About Me

Welcome! I am a Ph.D. Candidate in Political Science and International Relations at the University of Southern California, with an emphasis on International Political Economy and Political Methodology. I am also a Graduate Research Assistant at The Security and Political Economy Lab. My research focuses on state–business relations, and in particular on how political uncertainty shapes firm behavior.

My dissertation examines how firms recognize and respond to political risk. By studying different sources of political uncertainty, I aim to understand how such risk affects firm behavior, through which channels it reaches them, and how firms adapt their strategies when the political environment shifts around them. Empirically, I combine establishment-level data on subsidiary placements, a large language model pipeline to analyze corporate textual data, and survey experiments.
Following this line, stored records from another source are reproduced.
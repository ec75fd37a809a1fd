pub mod assignment;
pub mod history;
pub mod notification;
pub mod officer;
pub mod request;
pub mod routine;
pub mod vehicle;
pub mod weekday;
pub mod zone;
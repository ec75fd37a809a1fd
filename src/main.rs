use std::sync::Arc;

use pickup_dispatch::api;
use pickup_dispatch::config::{Config, LogFormat};
use pickup_dispatch::engine::clock::SystemClock;
use pickup_dispatch::engine::notify::run_notification_worker;
use pickup_dispatch::error::AppError;
use pickup_dispatch::state::AppState;
use tracing_subscriber::EnvFilter;

#[tokio::main]
async fn main() -> Result<(), AppError> {
    let config = Config::from_env()?;

    let subscriber = tracing_subscriber::fmt()
        .with_env_filter(EnvFilter::new(config.log_level.clone()))
        .with_target(false);
    match config.log_format {
        LogFormat::Json => subscriber.json().init(),
        LogFormat::Compact => subscriber.compact().init(),
    }

    let policy = config.dispatch_policy()?;
    tracing::info!(
        radius_km = policy.radius_km,
        lead_days = policy.lead_days,
        pickup_time = %policy.pickup_time,
        utc_offset = %policy.utc_offset,
        "dispatch policy loaded"
    );

    let (app_state, notification_rx) = AppState::new(
        policy,
        Arc::new(SystemClock),
        config.notification_queue_size,
        config.event_buffer_size,
    );
    let shared_state = Arc::new(app_state);

    let app = api::rest::router(shared_state.clone());

    tokio::spawn(run_notification_worker(
        shared_state.clone(),
        notification_rx,
    ));

    let bind_addr = format!("0.0.0.0:{}", config.http_port);
    let listener = tokio::net::TcpListener::bind(&bind_addr)
        .await
        .map_err(|err| AppError::Internal(format!("failed to bind {bind_addr}: {err}")))?;

    tracing::info!(http_port = config.http_port, "http server started");

    axum::serve(listener, app)
        .with_graceful_shutdown(shutdown_signal())
        .await
        .map_err(|err| AppError::Internal(format!("server error: {err}")))?;

    Ok(())
}

async fn shutdown_signal() {
    if let Err(err) = tokio::signal::ctrl_c().await {
        tracing::error!(error = %err, "failed to listen for shutdown signal");
    }
}
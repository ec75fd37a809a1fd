use std::sync::Arc;

use chrono::Utc;
use tokio::sync::mpsc;
use tokio::sync::mpsc::error::TrySendError;
use tracing::{info, warn};
use uuid::Uuid;

use crate::models::notification::{Audience, Notification};
use crate::observability::metrics::Metrics;
use crate::state::AppState;

/// Fan-out boundary. Implementations must not block and must never fail the caller.
pub trait Notifier: Send + Sync {
    fn notify(&self, audience: Audience, title: &str, message: &str);
}

pub struct QueuedNotifier {
    tx: mpsc::Sender<Notification>,
    metrics: Metrics,
}

impl QueuedNotifier {
    pub fn new(tx: mpsc::Sender<Notification>, metrics: Metrics) -> Self {
        Self { tx, metrics }
    }
}

impl Notifier for QueuedNotifier {
    fn notify(&self, audience: Audience, title: &str, message: &str) {
        let notification = Notification {
            id: Uuid::new_v4(),
            audience,
            title: title.to_string(),
            message: message.to_string(),
            created_at: Utc::now(),
        };

        // Counted before the send so the worker's decrement never runs first.
        self.metrics.notifications_in_queue.inc();
        match self.tx.try_send(notification) {
            Ok(()) => {}
            Err(TrySendError::Full(dropped)) => {
                self.metrics.notifications_in_queue.dec();
                self.metrics.notifications_dropped_total.inc();
                warn!(notification_id = %dropped.id, "notification queue full; dropping");
            }
            Err(TrySendError::Closed(dropped)) => {
                self.metrics.notifications_in_queue.dec();
                self.metrics.notifications_dropped_total.inc();
                warn!(notification_id = %dropped.id, "notification queue closed; dropping");
            }
        }
    }
}

/// Drains the queue into the in-app inbox. Other delivery channels hang off this loop.
pub async fn run_notification_worker(
    state: Arc<AppState>,
    mut rx: mpsc::Receiver<Notification>,
) {
    info!("notification worker started");

    while let Some(notification) = rx.recv().await {
        state.metrics.notifications_in_queue.dec();

        info!(
            notification_id = %notification.id,
            audience = ?notification.audience,
            title = %notification.title,
            "notification delivered to inbox"
        );
        state.notifications.insert(notification.id, notification);
    }

    warn!("notification worker stopped: queue channel closed");
}
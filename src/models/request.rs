use chrono::{DateTime, Utc};
use serde::{Deserialize, Serialize};
use uuid::Uuid;

use crate::geo::GeoPoint;

#[derive(Debug, Clone, Copy, Serialize, Deserialize, PartialEq, Eq)]
#[serde(rename_all = "snake_case")]
pub enum RequestStatus {
    Submitted,
    Scheduled,
    EnRoute,
    Completed,
    Rejected,
}

impl RequestStatus {
    pub fn as_str(self) -> &'static str {
        match self {
            RequestStatus::Submitted => "submitted",
            RequestStatus::Scheduled => "scheduled",
            RequestStatus::EnRoute => "en_route",
            RequestStatus::Completed => "completed",
            RequestStatus::Rejected => "rejected",
        }
    }

    /// Requests only move forward; `Rejected` is reachable from any non-terminal state.
    pub fn can_transition_to(self, next: RequestStatus) -> bool {
        use RequestStatus::*;

        matches!(
            (self, next),
            (Submitted, Scheduled)
                | (Scheduled, EnRoute)
                | (EnRoute, Completed)
                | (Submitted | Scheduled | EnRoute, Rejected)
        )
    }
}

#[derive(Debug, Clone, Serialize, Deserialize)]
pub struct PickupRequest {
    pub id: Uuid,
    /// `None` for guest submissions.
    pub requester_id: Option<Uuid>,
    pub location: Option<GeoPoint>,
    pub address: String,
    pub status: RequestStatus,
    pub assigned_officer: Option<Uuid>,
    pub created_at: DateTime<Utc>,
}
use chrono::{DateTime, Utc};

pub trait Clock: Send + Sync {
    fn now(&self) -> DateTime<Utc>;
}

#[derive(Debug, Clone, Copy, Default)]
pub struct SystemClock;

impl Clock for SystemClock {
    fn now(&self) -> DateTime<Utc> {
        Utc::now()
    }
}

#[derive(Debug, Clone, Copy)]
pub struct FixedClock(pub DateTime<Utc>);

impl Clock for FixedClock {
    fn now(&self) -> DateTime<Utc> {
        self.0
    }
}
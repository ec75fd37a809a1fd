use serde::{Deserialize, Serialize};

const EARTH_RADIUS_KM: f64 = 6_371.0;

#[derive(Debug, Clone, Copy, PartialEq, Serialize, Deserialize)]
pub struct GeoPoint {
    pub lat: f64,
    pub lng: f64,
}

impl GeoPoint {
    pub fn new(lat: f64, lng: f64) -> Self {
        Self { lat, lng }
    }

    pub fn is_valid(&self) -> bool {
        self.lat.is_finite()
            && self.lng.is_finite()
            && (-90.0..=90.0).contains(&self.lat)
            && (-180.0..=180.0).contains(&self.lng)
    }
}

/// Great-circle distance in kilometers on a spherical earth.
pub fn haversine_km(a: &GeoPoint, b: &GeoPoint) -> f64 {
    let lat1 = a.lat.to_radians();
    let lat2 = b.lat.to_radians();
    let delta_lat = (b.lat - a.lat).to_radians();
    let delta_lng = (b.lng - a.lng).to_radians();

    let sin_lat = (delta_lat / 2.0).sin();
    let sin_lng = (delta_lng / 2.0).sin();

    let haversine = sin_lat * sin_lat + lat1.cos() * lat2.cos() * sin_lng * sin_lng;
    let central_angle = 2.0 * haversine.sqrt().asin();

    EARTH_RADIUS_KM * central_angle
}

#[cfg(test)]
mod tests {
    use super::{GeoPoint, haversine_km};

    #[test]
    fn zero_distance_for_same_point() {
        let p = GeoPoint::new(-6.9175, 107.6191);
        let distance = haversine_km(&p, &p);
        assert!(distance < 1e-9);
    }

    #[test]
    fn distance_is_symmetric() {
        let a = GeoPoint::new(-6.9, 108.2);
        let b = GeoPoint::new(-6.92, 108.21);
        assert!((haversine_km(&a, &b) - haversine_km(&b, &a)).abs() < 1e-12);
    }

    #[test]
    fn equator_pair_matches_reference_value() {
        let a = GeoPoint::new(0.0, 0.0);
        let b = GeoPoint::new(0.0, 0.036);
        let distance = haversine_km(&a, &b);
        assert!((distance - 4.003).abs() < 0.01);
    }

    #[test]
    fn london_to_paris_is_around_343_km() {
        let london = GeoPoint::new(51.5074, -0.1278);
        let paris = GeoPoint::new(48.8566, 2.3522);
        let distance = haversine_km(&london, &paris);
        assert!((distance - 343.56).abs() < 0.5);
    }

    #[test]
    fn rejects_out_of_range_coordinates() {
        assert!(GeoPoint::new(-6.9, 108.2).is_valid());
        assert!(!GeoPoint::new(91.0, 0.0).is_valid());
        assert!(!GeoPoint::new(0.0, f64::NAN).is_valid());
    }
}
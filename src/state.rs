use std::sync::Arc;

use dashmap::DashMap;
use tokio::sync::{broadcast, mpsc};
use uuid::Uuid;

use crate::engine::clock::Clock;
use crate::engine::dispatch::Dispatcher;
use crate::engine::notify::QueuedNotifier;
use crate::engine::policy::DispatchPolicy;
use crate::models::assignment::Assignment;
use crate::models::notification::Notification;
use crate::observability::metrics::Metrics;
use crate::store::Store;

pub struct AppState {
    pub store: Arc<Store>,
    pub dispatcher: Dispatcher,
    pub notifications: DashMap<Uuid, Notification>,
    pub assignment_events_tx: broadcast::Sender<Assignment>,
    pub metrics: Metrics,
}

impl AppState {
    pub fn new(
        policy: DispatchPolicy,
        clock: Arc<dyn Clock>,
        notification_queue_size: usize,
        event_buffer_size: usize,
    ) -> (Self, mpsc::Receiver<Notification>) {
        let (notification_tx, notification_rx) = mpsc::channel(notification_queue_size);
        let (assignment_events_tx, _unused_rx) = broadcast::channel(event_buffer_size);

        let metrics = Metrics::new();
        let store = Arc::new(Store::new());
        let notifier = Arc::new(QueuedNotifier::new(notification_tx, metrics.clone()));
        let dispatcher = Dispatcher::new(store.clone(), notifier, clock, policy, metrics.clone());

        (
            Self {
                store,
                dispatcher,
                notifications: DashMap::new(),
                assignment_events_tx,
                metrics,
            },
            notification_rx,
        )
    }
}
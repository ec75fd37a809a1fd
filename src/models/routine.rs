use serde::{Deserialize, Serialize};
use uuid::Uuid;

use crate::models::weekday::IsoWeekday;

/// Recurring collection round: where `officer_id` collects with `vehicle_id` every `weekday`.
#[derive(Debug, Clone, Serialize, Deserialize)]
pub struct RoutineRound {
    pub id: Uuid,
    pub officer_id: Uuid,
    pub weekday: IsoWeekday,
    pub vehicle_id: Uuid,
    pub zone_ids: Vec<Uuid>,
}

impl RoutineRound {
    pub fn covers(&self, zone_id: &Uuid) -> bool {
        self.zone_ids.contains(zone_id)
    }
}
You can access my CV here. (Last updated: May 2026).

Interests

  • State–Business Relations
  • Firms’ Nonmarket Strategies
  • Text-as-Data Methods & Machine Learning

Education

  • M.A. in Political Science and International Relations, 2026
    University of Southern California

  • B.A. in Economics and International Affairs, 2023
    Wagner College

Research

Working Papers

Who Influences Whom? Analyzing the Interplay of Mainstream and Outsider Parties in Social Media Campaigns (with Valentina Gonzalez-Rostani).

Social Ties and Diaspora Managers: Evidence from a Multi-Country Survey (with Junbeom Bahk, Benjamin A.T. Graham, and Sooyeon Kim).

Work in Progress

Automation, Risk, and Public Legitimacy (with Valentina Gonzalez-Rostani).